I'm not sure if I should still be posting in this section so forgive me it its wrong I got diagnosed in June of this year so I still consider myself newly diagnosed. The thing is I am not coping with the diagnosis at all. I have suffered from anxiety on and off over the years and it has come back ever since I found out even causing a panic attack which I have not had in years. I was worried about traveling long distance and I had worked myself up into a state in case "something happened due to diabetes". The thing is my diabetes is currently food/exercise controlled ( I am hoping it will stay this way) but I am so freaked out with it all. I imagine all the worst case scenarios happening to me and I can't cope. The only positive thing is I have lost 1.5 stone already and I am continuing to lose weight to help myself.

I did not like the way I was told I had Type 2 over the phone by a doctor who said she had no time to talk then and this was on a Friday so I worried all weekend.
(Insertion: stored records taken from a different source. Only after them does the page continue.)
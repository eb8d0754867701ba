//! Cookie transport for session ids.
//!
//! The cookie value is `<session id>.<hex HMAC-SHA256(secret, session id)>`.
//! Values that are unsigned, tampered with, or malformed are treated exactly
//! like an absent cookie.

use axum_extra::extract::cookie::{Cookie, CookieJar, SameSite};
use hmac::{Hmac, Mac};
use luxrent_core::types::SessionId;
use sha2::Sha256;

use crate::config::SessionConfig;

type HmacSha256 = Hmac<Sha256>;

/// Issues, reads and clears the session cookie.
#[derive(Clone)]
pub struct SessionCookies {
    key: Vec<u8>,
    name: String,
    secure: bool,
    max_age_secs: Option<u64>,
}

impl SessionCookies {
    pub fn new(config: &SessionConfig) -> Self {
        Self {
            key: config.secret.as_bytes().to_vec(),
            name: config.cookie_name.clone(),
            secure: config.secure_cookie,
            max_age_secs: config.ttl_secs,
        }
    }

    pub fn name(&self) -> &str {
        &self.name
    }

    /// Signed cookie value for `id`.
    pub fn sign(&self, id: &SessionId) -> String {
        let tag = self.mac(id.as_str()).finalize().into_bytes();
        format!("{}.{}", id.as_str(), hex::encode(tag))
    }

    /// Recover the session id from a signed value, checking the tag in
    /// constant time.
    pub fn verify(&self, value: &str) -> Option<SessionId> {
        let (raw_id, raw_tag) = value.split_once('.')?;
        let id = SessionId::parse(raw_id)?;
        let tag = hex::decode(raw_tag).ok()?;
        self.mac(id.as_str()).verify_slice(&tag).ok()?;
        Some(id)
    }

    /// Session id carried by the request, if any and if authentic.
    pub fn read(&self, jar: &CookieJar) -> Option<SessionId> {
        let cookie = jar.get(&self.name)?;
        let id = self.verify(cookie.value());
        if id.is_none() {
            tracing::debug!(cookie = %self.name, "Ignoring session cookie with bad signature");
        }
        id
    }

    /// Add the cookie for `id` to the jar.
    pub fn issue(&self, jar: CookieJar, id: &SessionId) -> CookieJar {
        let mut cookie = Cookie::build((self.name.clone(), self.sign(id)))
            .path("/")
            .http_only(true)
            .same_site(SameSite::Lax)
            .secure(self.secure)
            .build();
        if let Some(secs) = self.max_age_secs {
            cookie.set_max_age(time::Duration::seconds(
                i64::try_from(secs).unwrap_or(i64::MAX),
            ));
        }
        jar.add(cookie)
    }

    /// Replace the cookie with an expired removal cookie.
    pub fn clear(&self, jar: CookieJar) -> CookieJar {
        jar.remove(Cookie::build(self.name.clone()).path("/"))
    }

    fn mac(&self, message: &str) -> HmacSha256 {
        let mut mac =
            <HmacSha256 as Mac>::new_from_slice(&self.key).expect("HMAC accepts any key length");
        mac.update(message.as_bytes());
        mac
    }
}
I was just given a testing kit and told to get on with it and I have had to do so much research myself into finding out what I should be eating. I have my first blood test since diagnosis next week and then diabetes clinic and I am dreading it. I did have my eye screening and my eyes are fine but I wasn't even told what to expect the appointments just arrive out of the blue and that is it. Why does no-one care about the emotional impact?
 
Thank you I will mention it at the clinic. Do you know if diabetes clinic is one on one or a group of people? Thanks
 
Hi yes I did phone them and they were quite helpful I'm just worried that I am feeling so anxious about it all still
 
<snip!>I wasn't even told what to expect the appointments just arrive out of the blue and that is it. Why does no-one care about the emotional impact?
This could be said for so many things in the NHS. I had to have an MRI last week and I really got myself into a right stew about it with the anxiety working overtime. If they'd let me just go and have a look at it and tell me what to expect it might have been a lot easier. I think sometimes they forget. I know they do as I used to work in this system! On hindsight, I should have just rung them up and asked, but I hate telephones too LOL.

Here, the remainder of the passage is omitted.